The last research topic, developed from two national projects, MISTRAL (2004-2005) and CRINE (2007-2008) and many other international collaborations in the year after, in which the writer took an active part, concerns the development of new polymeric nanocomposites for applications in electrical and electronic equipment. Some inorganic nanofillers (clays, SiO2, TiO2, etc.) were evaluated and mixed to the polymeric material matrix in order to improve the electrical characteristics of the base material. In particular, the writer has observed that the use of clays as nano-additive can lead sometimes to a deterioration of the insulation electrical characteristics if the nanofiller, particularly with high aspect-ratio, is not completely dried during the mixing phase with the polymer. Considerable improvements in the electrical characteristics of most of the nanostructured materials analyzed were observed, however, in terms of reduced space charge accumulation, high charge mobility and better dielectric strength and temperature resistance, as well as greater resistance to surface erosion caused by partial discharges.
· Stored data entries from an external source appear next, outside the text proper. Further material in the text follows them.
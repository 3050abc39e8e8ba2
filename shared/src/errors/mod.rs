//! Shared error types and response structures

use chrono::{DateTime, Utc};
use serde::{Deserialize, Serialize};
use std::collections::HashMap;

/// Standard error response structure used across all API endpoints
#[derive(Debug, Clone, Serialize, Deserialize)]
pub struct ErrorResponse {
    /// Always `false`; lets clients branch on a single field for every reply
    pub ok: bool,

    /// Error code for client identification
    pub error: String,

    /// Human-readable error message
    pub message: String,

    /// Additional error details (field errors, etc.)
    #[serde(skip_serializing_if = "Option::is_none")]
    pub details: Option<HashMap<String, serde_json::Value>>,

    /// Timestamp when the error occurred
    pub timestamp: DateTime<Utc>,
}

impl ErrorResponse {
    /// Create a new error response
    pub fn new(error: impl Into<String>, message: impl Into<String>) -> Self {
        Self {
            ok: false,
            error: error.into(),
            message: message.into(),
            details: None,
            timestamp: Utc::now(),
        }
    }

    /// Add a detail field to the error response
    pub fn add_detail(mut self, key: impl Into<String>, value: impl Serialize) -> Self {
        let details = self.details.get_or_insert_with(HashMap::new);
        if let Ok(json_value) = serde_json::to_value(value) {
            details.insert(key.into(), json_value);
        }
        self
    }
}

/// Common error codes used across the application
pub mod error_codes {
    pub const NO_TOKEN: &str = "NO_TOKEN";
    pub const INVALID_TOKEN: &str = "INVALID_TOKEN";
    pub const UNAUTHORIZED: &str = "UNAUTHORIZED";
    pub const NOT_FOUND: &str = "NOT_FOUND";
    pub const BAD_REQUEST: &str = "BAD_REQUEST";
    pub const VALIDATION_ERROR: &str = "VALIDATION_ERROR";
    pub const INTERNAL_ERROR: &str = "INTERNAL_ERROR";
    pub const MISSING_REFRESH: &str = "MISSING_REFRESH";
    pub const INVALID_REFRESH: &str = "INVALID_REFRESH";
    pub const INVALID_CREDENTIALS: &str = "INVALID_CREDENTIALS";
    pub const EMAIL_ALREADY_REGISTERED: &str = "EMAIL_ALREADY_REGISTERED";
    pub const USER_NOT_FOUND: &str = "USER_NOT_FOUND";
}

/// Trait for converting errors to ErrorResponse
pub trait IntoErrorResponse {
    fn to_error_response(&self) -> ErrorResponse;
}
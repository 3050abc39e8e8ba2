//! Time source used for token issuance and expiry checks

use std::sync::atomic::{AtomicI64, Ordering};
use std::sync::Arc;

use chrono::{DateTime, Duration, TimeZone, Utc};

/// Source of the current instant
pub trait Clock: Send + Sync {
    fn now(&self) -> DateTime<Utc>;
}

/// Wall clock
#[derive(Debug, Clone, Copy, Default)]
pub struct SystemClock;

impl Clock for SystemClock {
    fn now(&self) -> DateTime<Utc> {
        Utc::now()
    }
}

/// A clock that only moves when told to. Second precision.
#[derive(Debug)]
pub struct ManualClock {
    seconds: AtomicI64,
}

impl ManualClock {
    pub fn new(start: DateTime<Utc>) -> Self {
        Self {
            seconds: AtomicI64::new(start.timestamp()),
        }
    }

    /// Start at the current wall-clock second
    pub fn starting_now() -> Self {
        Self::new(Utc::now())
    }

    pub fn advance(&self, by: Duration) {
        self.seconds.fetch_add(by.num_seconds(), Ordering::SeqCst);
    }

    pub fn set(&self, to: DateTime<Utc>) {
        self.seconds.store(to.timestamp(), Ordering::SeqCst);
    }
}

impl Clock for ManualClock {
    fn now(&self) -> DateTime<Utc> {
        let seconds = self.seconds.load(Ordering::SeqCst);
        Utc.timestamp_opt(seconds, 0).single().unwrap_or_else(Utc::now)
    }
}

impl<T: Clock + ?Sized> Clock for Arc<T> {
    fn now(&self) -> DateTime<Utc> {
        (**self).now()
    }
}
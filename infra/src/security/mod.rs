//! Credential hashing

mod password;

pub use password::PasswordHasher;
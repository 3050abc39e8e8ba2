use actix_web::{web, HttpRequest, HttpResponse};
use validator::Validate;

use hl_shared::errors::error_codes;

use crate::app::AppState;
use crate::dto::{AuthResponse, LoginRequest};
use crate::handlers::ApiError;

use super::{refresh_cookie, request_meta};

/// Handler for POST /api/v1/auth/login
///
/// Checks email and password and issues a token pair. Unknown emails and
/// wrong passwords get the same `INVALID_CREDENTIALS` reply and cost the
/// same bcrypt verification. The refresh token is also set as a cookie.
pub async fn login(
    req: HttpRequest,
    state: web::Data<AppState>,
    request: web::Json<LoginRequest>,
) -> Result<HttpResponse, ApiError> {
    let request = request.into_inner();
    request.validate()?;

    let invalid = || ApiError::unauthorized(error_codes::INVALID_CREDENTIALS, "Invalid email or password");

    let email = request.email.trim().to_lowercase();
    let credentials = match state.identities().find_credentials_by_email(&email).await? {
        Some(credentials) => credentials,
        None => {
            state.passwords.verify_without_account(&request.password).await?;
            return Err(invalid());
        }
    };

    if !state
        .passwords
        .verify(&request.password, &credentials.password_hash)
        .await?
    {
        tracing::info!(user_id = %credentials.account.id, "Login rejected: wrong password");
        return Err(invalid());
    }

    let tokens = state
        .tokens
        .issue(&credentials.account.identity(), request_meta(&req))
        .await?;

    Ok(HttpResponse::Ok()
        .cookie(refresh_cookie(tokens.refresh_token.clone()))
        .json(AuthResponse::with_user(tokens, credentials.account)))
}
Studies in the field are advancing considerably thanks to the collaboration with the University of Freiburg, Genoa, Polytechnic of Turin, Université Paul Sabatier of Toulouse, University of Southampton, Ecole de Technologie Superieure and HydroQuebec of Montreal (Canada). As a result of the research activities in the field of dielectric nanotechnology, the writer was invited to write a book chapter for Springer in 2010 on the implementation of dielectric nanocomposites (as co-author), and then another for Research Signpost on the electrical properties of nanocomposites in 2012 (as single author).
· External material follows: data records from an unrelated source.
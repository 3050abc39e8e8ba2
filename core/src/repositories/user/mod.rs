pub mod r#trait {
    pub use super::trait_::*;
}
#[path = "trait.rs"]
mod trait_;
pub mod mock;

pub use mock::InMemoryIdentityRepository;
pub use r#trait::IdentityRepository;
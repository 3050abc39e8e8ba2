//! JWT authentication middleware for protecting API endpoints.
//!
//! The middleware reads the `Authorization` header, verifies the bearer
//! access token through the core `RequestAuthenticator`, and injects the
//! caller's identity into request extensions as an [`AuthContext`].
//! Rejected requests never reach the wrapped service.

use actix_web::{
    body::EitherBody,
    dev::{forward_ready, Service, ServiceRequest, ServiceResponse, Transform},
    http::header::AUTHORIZATION,
    Error, FromRequest, HttpMessage, HttpRequest, ResponseError,
};
use futures_util::future::LocalBoxFuture;
use std::{
    future::{ready, Ready},
    rc::Rc,
};

use hl_core::domain::entities::identity::Identity;
use hl_core::errors::TokenError;
use hl_core::services::RequestAuthenticator;

use crate::handlers::ApiError;

/// Authenticated caller injected into requests
#[derive(Debug, Clone, PartialEq, Eq)]
pub struct AuthContext {
    /// User ID from the access token
    pub user_id: String,
    /// Email from the access token
    pub email: String,
}

impl From<Identity> for AuthContext {
    fn from(identity: Identity) -> Self {
        Self {
            user_id: identity.id,
            email: identity.email,
        }
    }
}

/// JWT authentication middleware factory
#[derive(Clone)]
pub struct JwtAuth {
    authenticator: RequestAuthenticator,
}

impl JwtAuth {
    pub fn new(authenticator: RequestAuthenticator) -> Self {
        Self { authenticator }
    }
}

impl<S, B> Transform<S, ServiceRequest> for JwtAuth
where
    S: Service<ServiceRequest, Response = ServiceResponse<B>, Error = Error> + 'static,
    S::Future: 'static,
    B: 'static,
{
    type Response = ServiceResponse<EitherBody<B>>;
    type Error = Error;
    type InitError = ();
    type Transform = JwtAuthMiddleware<S>;
    type Future = Ready<Result<Self::Transform, Self::InitError>>;

    fn new_transform(&self, service: S) -> Self::Future {
        ready(Ok(JwtAuthMiddleware {
            service: Rc::new(service),
            authenticator: self.authenticator.clone(),
        }))
    }
}

/// JWT authentication middleware service
pub struct JwtAuthMiddleware<S> {
    service: Rc<S>,
    authenticator: RequestAuthenticator,
}

impl<S, B> Service<ServiceRequest> for JwtAuthMiddleware<S>
where
    S: Service<ServiceRequest, Response = ServiceResponse<B>, Error = Error> + 'static,
    S::Future: 'static,
    B: 'static,
{
    type Response = ServiceResponse<EitherBody<B>>;
    type Error = Error;
    type Future = LocalBoxFuture<'static, Result<Self::Response, Self::Error>>;

    forward_ready!(service);

    fn call(&self, req: ServiceRequest) -> Self::Future {
        let header = req
            .headers()
            .get(AUTHORIZATION)
            .and_then(|value| value.to_str().ok());

        match self.authenticator.authenticate(header) {
            Ok(identity) => {
                req.extensions_mut().insert(AuthContext::from(identity));
                let service = Rc::clone(&self.service);
                Box::pin(async move { service.call(req).await.map(|res| res.map_into_left_body()) })
            }
            Err(err) => {
                tracing::debug!(path = %req.path(), code = err.code(), "Rejected unauthenticated request");
                let response = ApiError::from(err).error_response();
                Box::pin(async move { Ok(req.into_response(response).map_into_right_body()) })
            }
        }
    }
}

/// Extractor for required authentication
impl FromRequest for AuthContext {
    type Error = ApiError;
    type Future = Ready<Result<Self, Self::Error>>;

    fn from_request(req: &HttpRequest, _: &mut actix_web::dev::Payload) -> Self::Future {
        let result = req
            .extensions()
            .get::<AuthContext>()
            .cloned()
            .ok_or_else(|| ApiError::from(TokenError::NoToken));

        ready(result)
    }
}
In 2006, the writer has founded the Research Group on Electrospinning (RGE) along with other researchers from the University of Bologna focused on electrospinning as a methodology to manufacture nanostructured materials for various applications (from biomedical materials to fuel cell and lithium battery components), through the application of appropriate high electric fields. In 2011 this group joined the Industrial Research Centre on Advanced Mechanics and Materials. In this context, Prof. Fabiani deals with the design of electrostatic fields to optimize the production of nanofibers and the development of lithium batteries with electrospun components (electrodes and separator), as well as composite multifunctional materials containing electrospun piezoelectric nanofibers. This absolutely innovative topic is the subject of a PRIN (Smart Composite Laminates) and a European Project H2020 (MyLeg). He also studied the use of plasma to improve the dispersion of nanoadditives (subject of a patent in 2013) and the electrospinnability of polymer solutions.
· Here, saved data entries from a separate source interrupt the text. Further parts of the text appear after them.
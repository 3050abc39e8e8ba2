//! Token issuance, rotation and revocation

use std::sync::Arc;

use uuid::Uuid;

use crate::domain::entities::identity::Identity;
use crate::domain::entities::token::{NewLedgerEntry, TokenPair, TokenStatus};
use crate::domain::value_objects::RequestMeta;
use crate::errors::{DomainError, TokenError};
use crate::repositories::{IdentityRepository, RefreshLedger};

use super::authenticator::RequestAuthenticator;
use super::clock::{Clock, SystemClock};
use super::codec::TokenCodec;
use super::config::{ReplayPolicy, TokenServiceConfig};
use super::hashing::{hash_token, hashes_match};

/// Service for issuing and rotating access/refresh token pairs
///
/// Every refresh token it hands out has exactly one ledger row; rotation
/// consumes that row and creates the successor's.
pub struct TokenService<L: RefreshLedger, U: IdentityRepository> {
    ledger: L,
    identities: U,
    codec: Arc<TokenCodec>,
    replay_policy: ReplayPolicy,
}

impl<L: RefreshLedger, U: IdentityRepository> TokenService<L, U> {
    /// Creates a new token service instance using the wall clock
    ///
    /// # Arguments
    ///
    /// * `ledger` - Refresh ledger for persistence
    /// * `identities` - Account lookup used to re-check owners on rotation
    /// * `config` - Token service configuration
    pub fn new(ledger: L, identities: U, config: TokenServiceConfig) -> Self {
        Self::with_clock(ledger, identities, config, Arc::new(SystemClock))
    }

    /// Creates a new token service with an explicit time source
    pub fn with_clock(
        ledger: L,
        identities: U,
        config: TokenServiceConfig,
        clock: Arc<dyn Clock>,
    ) -> Self {
        Self {
            ledger,
            identities,
            codec: Arc::new(TokenCodec::new(&config, clock)),
            replay_policy: config.replay_policy,
        }
    }

    pub fn codec(&self) -> &Arc<TokenCodec> {
        &self.codec
    }

    /// An authenticator sharing this service's keys and clock
    pub fn authenticator(&self) -> RequestAuthenticator {
        RequestAuthenticator::new(self.codec.clone())
    }

    pub fn ledger(&self) -> &L {
        &self.ledger
    }

    pub fn identities(&self) -> &U {
        &self.identities
    }

    /// Issues a fresh token pair for an already-verified identity
    ///
    /// # Arguments
    ///
    /// * `identity` - The authenticated user
    /// * `meta` - Client metadata recorded on the ledger row
    ///
    /// # Returns
    ///
    /// * `Ok(TokenPair)` - The new pair; one ledger row was inserted
    /// * `Err(DomainError)` - Signing or persistence failed
    pub async fn issue(&self, identity: &Identity, meta: RequestMeta) -> Result<TokenPair, DomainError> {
        let access_token = self.codec.sign_access(identity)?;
        let (refresh_token, entry) = self.mint_refresh(identity, &meta)?;
        let jti = entry.jti.clone();

        self.ledger.insert(entry).await?;

        tracing::info!(user_id = %identity.id, jti = %jti, "Issued token pair");
        Ok(self.pair(access_token, refresh_token))
    }

    /// Exchanges a live refresh token for a new pair, consuming it
    ///
    /// Verification of the presented token always happens before any ledger
    /// access.
    ///
    /// # Returns
    ///
    /// * `Ok(TokenPair)` - The successor pair
    /// * `Err(DomainError::Token(_))` - `InvalidToken`, `NotFound`, `Revoked`,
    ///   `HashMismatch` or `UserNotFound`
    /// * `Err(DomainError)` - Persistence failed
    pub async fn rotate(&self, old_refresh: &str, meta: RequestMeta) -> Result<TokenPair, DomainError> {
        let (claimed, jti) = self.codec.verify_refresh(old_refresh)?;

        let entry = self
            .ledger
            .find_by_jti_and_user(&jti, &claimed.id)
            .await?
            .ok_or(TokenError::NotFound)?;

        if entry.is_revoked {
            return Err(self.handle_replay(&entry.user_id, &jti, TokenError::Revoked).await);
        }
        if entry.is_expired_at(self.codec.now()) {
            return Err(TokenError::InvalidToken.into());
        }
        if let Some(stored) = entry.token_hash.as_deref() {
            if !hashes_match(stored, &hash_token(old_refresh)) {
                return Err(self.handle_replay(&entry.user_id, &jti, TokenError::HashMismatch).await);
            }
        }

        let account = self
            .identities
            .find_active_by_id(&claimed.id)
            .await?
            .ok_or(TokenError::UserNotFound)?;
        let identity = account.identity();

        let (refresh_token, successor) = self.mint_refresh(&identity, &meta)?;
        let successor_jti = successor.jti.clone();

        match self.ledger.rotate(&jti, successor).await {
            Ok(_) => {}
            Err(DomainError::Token(TokenError::Revoked)) => {
                return Err(self.handle_replay(&entry.user_id, &jti, TokenError::Revoked).await);
            }
            Err(e) => return Err(e),
        }

        let access_token = self.codec.sign_access(&identity)?;

        tracing::info!(
            user_id = %identity.id,
            jti = %jti,
            successor_jti = %successor_jti,
            "Rotated refresh token"
        );
        Ok(self.pair(access_token, refresh_token))
    }

    /// Ends the session of one refresh token
    ///
    /// Expired tokens are accepted so a client can always log out. Calling
    /// this twice is harmless.
    ///
    /// # Returns
    ///
    /// * `Ok(true)` - The session was live and is now revoked
    /// * `Ok(false)` - It was already revoked or unknown
    pub async fn revoke(&self, refresh_token: &str) -> Result<bool, DomainError> {
        let (identity, jti, _) = self.codec.verify_refresh_signature(refresh_token)?;
        let revoked = self.ledger.revoke(&jti, &identity.id).await?;

        tracing::info!(user_id = %identity.id, jti = %jti, revoked, "Revoked refresh token");
        Ok(revoked)
    }

    /// Ends every session of a user
    pub async fn revoke_all(&self, user_id: &str) -> Result<u64, DomainError> {
        let count = self.ledger.revoke_all_for_user(user_id).await?;
        tracing::info!(user_id = %user_id, revoked = count, "Revoked all refresh tokens");
        Ok(count)
    }

    /// Lifecycle state of a refresh token's ledger row
    pub async fn status(&self, refresh_token: &str) -> Result<TokenStatus, DomainError> {
        let (identity, jti, _) = self.codec.verify_refresh_signature(refresh_token)?;
        let entry = self
            .ledger
            .find_by_jti_and_user(&jti, &identity.id)
            .await?
            .ok_or(TokenError::NotFound)?;

        Ok(entry.status_at(self.codec.now()))
    }

    /// Sign a refresh token under a fresh `jti` and build its ledger row
    fn mint_refresh(
        &self,
        identity: &Identity,
        meta: &RequestMeta,
    ) -> Result<(String, NewLedgerEntry), DomainError> {
        let jti = Uuid::new_v4().to_string();
        let token = self.codec.sign_refresh(identity, &jti)?;
        let expires_at = self
            .codec
            .decode_expiry(&token)
            .ok_or_else(|| DomainError::Internal {
                message: "Signed refresh token carries no expiry".to_string(),
            })?;

        let entry = NewLedgerEntry {
            user_id: identity.id.clone(),
            jti,
            token_hash: Some(hash_token(&token)),
            user_agent: meta.user_agent.clone(),
            ip_addr: meta.ip.clone(),
            expires_at,
        };
        Ok((token, entry))
    }

    async fn handle_replay(&self, user_id: &str, jti: &str, kind: TokenError) -> DomainError {
        tracing::warn!(
            user_id = %user_id,
            jti = %jti,
            reason = kind.code(),
            "Refresh token presented after it was consumed"
        );

        if self.replay_policy == ReplayPolicy::RevokeAllSessions {
            match self.ledger.revoke_all_for_user(user_id).await {
                Ok(count) => {
                    tracing::warn!(user_id = %user_id, revoked = count, "Revoked all sessions after replay")
                }
                Err(e) => {
                    tracing::error!(user_id = %user_id, error = %e, "Failed to revoke sessions after replay")
                }
            }
        }

        kind.into()
    }

    fn pair(&self, access_token: String, refresh_token: String) -> TokenPair {
        TokenPair::new(
            access_token,
            refresh_token,
            self.codec.access_ttl_seconds(),
            self.codec.refresh_ttl_seconds(),
        )
    }
}
//! Business services containing domain logic and use cases.

pub mod token;

// Re-export commonly used types
pub use token::{
    extract_bearer_token, Clock, ManualClock, ReplayPolicy, RequestAuthenticator, SystemClock,
    TokenCodec, TokenService, TokenServiceConfig,
};
//! Domain-specific error types and error handling.

mod types;

pub use hl_shared::ConfigError;
pub use types::TokenError;

use thiserror::Error;

/// Core domain errors (general purpose)
#[derive(Error, Debug)]
pub enum DomainError {
    // Bridge to specific error types
    #[error(transparent)]
    Token(#[from] TokenError),

    #[error(transparent)]
    Config(#[from] ConfigError),

    #[error("Resource already exists: {resource}")]
    Conflict { resource: String },

    #[error("Storage error: {message}")]
    Storage { message: String },

    #[error("Internal error: {message}")]
    Internal { message: String },
}

impl DomainError {
    /// The token failure carried by this error, if any
    pub fn token_error(&self) -> Option<TokenError> {
        match self {
            DomainError::Token(err) => Some(*err),
            _ => None,
        }
    }
}

pub type DomainResult<T> = Result<T, DomainError>;
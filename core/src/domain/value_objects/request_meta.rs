//! Client metadata recorded alongside each issued refresh token.

use serde::{Deserialize, Serialize};

/// Where a token request came from. Both fields are informational only.
#[derive(Debug, Clone, Default, PartialEq, Eq, Serialize, Deserialize)]
pub struct RequestMeta {
    /// `User-Agent` header of the request
    pub user_agent: Option<String>,

    /// Client IP address
    pub ip: Option<String>,
}

impl RequestMeta {
    pub fn new(user_agent: Option<String>, ip: Option<String>) -> Self {
        Self { user_agent, ip }
    }
}
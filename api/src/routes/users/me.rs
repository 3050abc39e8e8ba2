use actix_web::{web, HttpResponse};

use hl_shared::errors::error_codes;

use crate::app::AppState;
use crate::dto::UserResponse;
use crate::handlers::ApiError;
use crate::middleware::auth::AuthContext;

/// Handler for GET /api/v1/users/me
///
/// Returns the caller's account. A valid token for a deleted account gets
/// 404 `USER_NOT_FOUND`.
pub async fn me(state: web::Data<AppState>, auth: AuthContext) -> Result<HttpResponse, ApiError> {
    let user = state
        .identities()
        .find_active_by_id(&auth.user_id)
        .await?
        .ok_or_else(|| ApiError::not_found(error_codes::USER_NOT_FOUND, "User not found"))?;

    Ok(HttpResponse::Ok().json(UserResponse { ok: true, user }))
}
Over the past years, in collaboration with some researchers of Chemistry and an Italian company, Prof. Fabiani has participated in the development of insulating materials with nanostructured surface coating, particularly containing graphene. These materials show better resistance to partial discharges, reduced space charge accumulation and lower thermo-oxidation, thanks to the oxygen barrier created by the coating. It should be noted that the nano-structured coating can also be applied on the insulating component after manufacturing, e.g. by spray-coating or dip-coating. These studies have recently led to the filing of a patent application.